_HOW TO COMPLETE THIS TASK_
Please reproduce the following records exactly, with nothing omitted.

(DATA EXTRACT Opens)

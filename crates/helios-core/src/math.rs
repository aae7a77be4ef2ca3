//! Bounding box math.

use glam::Vec3;
use serde::{Deserialize, Serialize};

/// Axis-aligned bounding box of a scene or entity.
#[derive(Debug, Clone, Copy, PartialEq, Serialize, Deserialize)]
pub struct BoundingBox {
    pub min: Vec3,
    pub max: Vec3,
}

impl BoundingBox {
    /// An empty box, ready for [`BoundingBox::extend`].
    #[must_use]
    pub const fn empty() -> Self {
        Self {
            min: Vec3::splat(f32::INFINITY),
            max: Vec3::splat(f32::NEG_INFINITY),
        }
    }

    #[must_use]
    pub const fn new(min: Vec3, max: Vec3) -> Self {
        Self { min, max }
    }

    #[must_use]
    pub fn is_empty(&self) -> bool {
        self.min.x > self.max.x || self.min.y > self.max.y || self.min.z > self.max.z
    }

    /// Grow the box to include `point`.
    pub fn extend(&mut self, point: Vec3) {
        self.min = self.min.min(point);
        self.max = self.max.max(point);
    }

    /// Grow the box to include `other`.
    pub fn extend_box(&mut self, other: &Self) {
        self.min = self.min.min(other.min);
        self.max = self.max.max(other.max);
    }

    #[must_use]
    pub fn center(&self) -> Vec3 {
        (self.min + self.max) * 0.5
    }

    #[must_use]
    pub fn size(&self) -> Vec3 {
        self.max - self.min
    }

    /// Length of the diagonal.
    #[must_use]
    pub fn diameter(&self) -> f32 {
        if self.is_empty() {
            0.0
        } else {
            self.size().length()
        }
    }

    /// Radius of the bounding sphere around the center.
    #[must_use]
    pub fn radius(&self) -> f32 {
        self.diameter() * 0.5
    }
}

impl Default for BoundingBox {
    fn default() -> Self {
        Self::empty()
    }
}

#[cfg(test)]
mod tests {
    use super::*;
    use approx::assert_relative_eq;

    #[test]
    fn empty_box_has_zero_diameter() {
        let bbox = BoundingBox::empty();
        assert!(bbox.is_empty());
        assert_relative_eq!(bbox.diameter(), 0.0);
    }

    #[test]
    fn extend_grows_box() {
        let mut bbox = BoundingBox::empty();
        bbox.extend(Vec3::ZERO);
        bbox.extend(Vec3::new(1.0, 2.0, 2.0));
        assert!(!bbox.is_empty());
        assert_relative_eq!(bbox.diameter(), 3.0);
        assert_relative_eq!(bbox.radius(), 1.5);
        assert_eq!(bbox.center(), Vec3::new(0.5, 1.0, 1.0));
    }
}
//! The process-wide device interface.
//!
//! One [`Interface`] exists per [`crate::Device`] lifetime. It owns all
//! device memory, schedules the compiled shaders and serves the
//! resource queries of the `extern "C"` surface in [`crate::abi`].
//!
//! Locking order, where multiple guards are held: scene → film →
//! devices → shader_infos. The per-thread scratch pool is lock-free.

use std::cell::UnsafeCell;
use std::sync::atomic::{AtomicU64, Ordering};
use std::sync::Arc;

use hashbrown::HashMap;
use helios_core::util::round_up;
use helios_core::{
    ImageInfoOutput, ImageInfoSettings, ParameterSet, Target, TonemapSettings,
};
use helios_scene::ShadowHandlingMode;
use helios_stats::{
    Quantity, SectionType, ShaderKey, ShaderType, SmallShaderKey, Statistics,
};
use parking_lot::{Mutex, RwLock};
use tracing::{debug, error, info, warn};

use crate::backend::{device_id_for_target, DeviceArray, DeviceBackend};
use crate::cache::{
    load_image_file, load_packed_image_file, read_buffer_file, upload_image, upload_packed_image,
    BvhProxy, BvhWidth, DeviceBuffer, DeviceData, DynTableProxy, LoadedImage, LoadedPackedImage,
    ShaderInfo,
};
use crate::debug::{drain_debug_buffer, DEBUG_BUFFER_NAME};
use crate::device::{AovAccessor, Denoiser, RenderSettings, SceneSettings, SetupSettings};
use crate::error::Result;
use crate::framebuffer::Aov;
use crate::scratch::{CpuData, ScratchPool};
use crate::settings::{
    DriverSettings, DynTableData, ImageInfoOutputAbi, ImageInfoParams, PrimaryStreamAbi,
    SceneInfoAbi, SecondaryStreamAbi, StreamRay, TemporaryStorageHost, TonemapParams, WorkInfo,
    MIN_PRIMARY_STREAM_SIZE, MIN_SECONDARY_STREAM_SIZE,
};
use crate::shader::{BakeShaderFn, ShaderSet, ShaderSlot};
use crate::stream::components_per_ray;

/// Name of the bake output buffer a pass shader writes into.
pub const BAKE_OUTPUT_BUFFER_NAME: &str = "__bake_output";

/// The driver settings block shaders read during a dispatch.
///
/// Written only by the coordinator between dispatches; shaders receive
/// a read-only pointer to it.
struct SettingsCell(UnsafeCell<DriverSettings>);

unsafe impl Sync for SettingsCell {}

struct SceneSlot {
    database: Option<Arc<helios_scene::SceneDatabase>>,
    resource_map: Arc<Vec<String>>,
    aov_map: Vec<String>,
    entity_count: usize,
}

struct FilmState {
    width: usize,
    height: usize,
    host: Aov,
    aovs: HashMap<String, Aov>,
}

/// The device interface. See module docs.
pub struct Interface {
    setup: SetupSettings,
    backend: DeviceBackend,
    dev_id: i32,
    is_gpu: bool,

    scene: RwLock<SceneSlot>,
    film: Mutex<FilmState>,
    devices: Mutex<HashMap<i32, Box<DeviceData>>>,
    shader_infos: Mutex<HashMap<ShaderKey, ShaderInfo>>,
    scratch: ScratchPool,

    driver_settings: SettingsCell,
    current_settings: RwLock<RenderSettings>,
    shader_set: RwLock<Option<Arc<ShaderSet>>>,
    globals: RwLock<Option<Arc<RwLock<ParameterSet>>>>,

    /// Monotonic render pass counter, used to invalidate per-pass
    /// uploads such as the tracer ray list.
    render_counter: AtomicU64,
}
//! Shader launch and section statistics.
//!
//! Every shader dispatch and every declared section can be bracketed by
//! a [`StatisticHandler`]; the per-thread handlers accumulate into
//! [`Statistics`] records which the device merges into one aggregate
//! for reporting.

pub mod handler;
pub mod key;
pub mod statistics;
pub mod types;

pub use handler::{SectionGuard, StatisticHandler};
pub use key::{ShaderKey, SmallShaderKey};
pub use statistics::{SectionStats, ShaderStats, Statistics};
pub use types::{Quantity, SectionType, ShaderType};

(DATA EXTRACT Closes)

_TASK SOLUTION_
filename crates/helios-core/src/math.rs
repository aae7a77be4ef2ca3
//! Bounding box math.

use glam::Vec3;
use serde::{Deserialize, Serialize};

/// Axis-aligned bounding box of a scene or entity.
#[derive(Debug, Clone, Copy, PartialEq, Serialize, Deserialize)]
pub struct BoundingBox {
    pub min: Vec3,
    pub max: Vec3,
}

impl BoundingBox {
    /// An empty box, ready for [`BoundingBox::extend`].
    #[must_use]
    pub const fn empty() -> Self {
        Self {
            min: Vec3::splat(f32::INFINITY),
            max: Vec3::splat(f32::NEG_INFINITY),
        }
    }

    #[must_use]
    pub const fn new(min: Vec3, max: Vec3) -> Self {
        Self { min, max }
    }

    #[must_use]
    pub fn is_empty(&self) -> bool {
        self.min.x > self.max.x || self.min.y > self.max.y || self.min.z > self.max.z
    }

    /// Grow the box to include `point`.
    pub fn extend(&mut self, point: Vec3) {
        self.min = self.min.min(point);
        self.max = self.max.max(point);
    }

    /// Grow the box to include `other`.
    pub fn extend_box(&mut self, other: &Self) {
        self.min = self.min.min(other.min);
        self.max = self.max.max(other.max);
    }

    #[must_use]
    pub fn center(&self) -> Vec3 {
        (self.min + self.max) * 0.5
    }

    #[must_use]
    pub fn size(&self) -> Vec3 {
        self.max - self.min
    }

    /// Length of the diagonal.
    #[must_use]
    pub fn diameter(&self) -> f32 {
        if self.is_empty() {
            0.0
        } else {
            self.size().length()
        }
    }

    /// Radius of the bounding sphere around the center.
    #[must_use]
    pub fn radius(&self) -> f32 {
        self.diameter() * 0.5
    }
}

impl Default for BoundingBox {
    fn default() -> Self {
        Self::empty()
    }
}

#[cfg(test)]
mod tests {
    use super::*;
    use approx::assert_relative_eq;

    #[test]
    fn empty_box_has_zero_diameter() {
        let bbox = BoundingBox::empty();
        assert!(bbox.is_empty());
        assert_relative_eq!(bbox.diameter(), 0.0);
    }

    #[test]
    fn extend_grows_box() {
        let mut bbox = BoundingBox::empty();
        bbox.extend(Vec3::ZERO);
        bbox.extend(Vec3::new(1.0, 2.0, 2.0));
        assert!(!bbox.is_empty());
        assert_relative_eq!(bbox.diameter(), 3.0);
        assert_relative_eq!(bbox.radius(), 1.5);
        assert_eq!(bbox.center(), Vec3::new(0.5, 1.0, 1.0));
    }
}
//! The process-wide device interface.
//!
//! One [`Interface`] exists per [`crate::Device`] lifetime. It owns all
//! device memory, schedules the compiled shaders and serves the
//! resource queries of the `extern "C"` surface in [`crate::abi`].
//!
//! Locking order, where multiple guards are held: scene → film →
//! devices → shader_infos. The per-thread scratch pool is lock-free.

use std::cell::UnsafeCell;
use std::sync::atomic::{AtomicU64, Ordering};
use std::sync::Arc;

use hashbrown::HashMap;
use helios_core::util::round_up;
use helios_core::{
    ImageInfoOutput, ImageInfoSettings, ParameterSet, Target, TonemapSettings,
};
use helios_scene::ShadowHandlingMode;
use helios_stats::{
    Quantity, SectionType, ShaderKey, ShaderType, SmallShaderKey, Statistics,
};
use parking_lot::{Mutex, RwLock};
use tracing::{debug, error, info, warn};

use crate::backend::{device_id_for_target, DeviceArray, DeviceBackend};
use crate::cache::{
    load_image_file, load_packed_image_file, read_buffer_file, upload_image, upload_packed_image,
    BvhProxy, BvhWidth, DeviceBuffer, DeviceData, DynTableProxy, LoadedImage, LoadedPackedImage,
    ShaderInfo,
};
use crate::debug::{drain_debug_buffer, DEBUG_BUFFER_NAME};
use crate::device::{AovAccessor, Denoiser, RenderSettings, SceneSettings, SetupSettings};
use crate::error::Result;
use crate::framebuffer::Aov;
use crate::scratch::{CpuData, ScratchPool};
use crate::settings::{
    DriverSettings, DynTableData, ImageInfoOutputAbi, ImageInfoParams, PrimaryStreamAbi,
    SceneInfoAbi, SecondaryStreamAbi, StreamRay, TemporaryStorageHost, TonemapParams, WorkInfo,
    MIN_PRIMARY_STREAM_SIZE, MIN_SECONDARY_STREAM_SIZE,
};
use crate::shader::{BakeShaderFn, ShaderSet, ShaderSlot};
use crate::stream::components_per_ray;

/// Name of the bake output buffer a pass shader writes into.
pub const BAKE_OUTPUT_BUFFER_NAME: &str = "__bake_output";

/// The driver settings block shaders read during a dispatch.
///
/// Written only by the coordinator between dispatches; shaders receive
/// a read-only pointer to it.
struct SettingsCell(UnsafeCell<DriverSettings>);

unsafe impl Sync for SettingsCell {}

struct SceneSlot {
    database: Option<Arc<helios_scene::SceneDatabase>>,
    resource_map: Arc<Vec<String>>,
    aov_map: Vec<String>,
    entity_count: usize,
}

struct FilmState {
    width: usize,
    height: usize,
    host: Aov,
    aovs: HashMap<String, Aov>,
}

/// The device interface. See module docs.
pub struct Interface {
    setup: SetupSettings,
    backend: DeviceBackend,
    dev_id: i32,
    is_gpu: bool,

    scene: RwLock<SceneSlot>,
    film: Mutex<FilmState>,
    devices: Mutex<HashMap<i32, Box<DeviceData>>>,
    shader_infos: Mutex<HashMap<ShaderKey, ShaderInfo>>,
    scratch: ScratchPool,

    driver_settings: SettingsCell,
    current_settings: RwLock<RenderSettings>,
    shader_set: RwLock<Option<Arc<ShaderSet>>>,
    globals: RwLock<Option<Arc<RwLock<ParameterSet>>>>,

    /// Monotonic render pass counter, used to invalidate per-pass
    /// uploads such as the tracer ray list.
    render_counter: AtomicU64,
}
//! Shader launch and section statistics.
//!
//! Every shader dispatch and every declared section can be bracketed by
//! a [`StatisticHandler`]; the per-thread handlers accumulate into
//! [`Statistics`] records which the device merges into one aggregate
//! for reporting.

pub mod handler;
pub mod key;
pub mod statistics;
pub mod types;

pub use handler::{SectionGuard, StatisticHandler};
pub use key::{ShaderKey, SmallShaderKey};
pub use statistics::{SectionStats, ShaderStats, Statistics};
pub use types::{Quantity, SectionType, ShaderType};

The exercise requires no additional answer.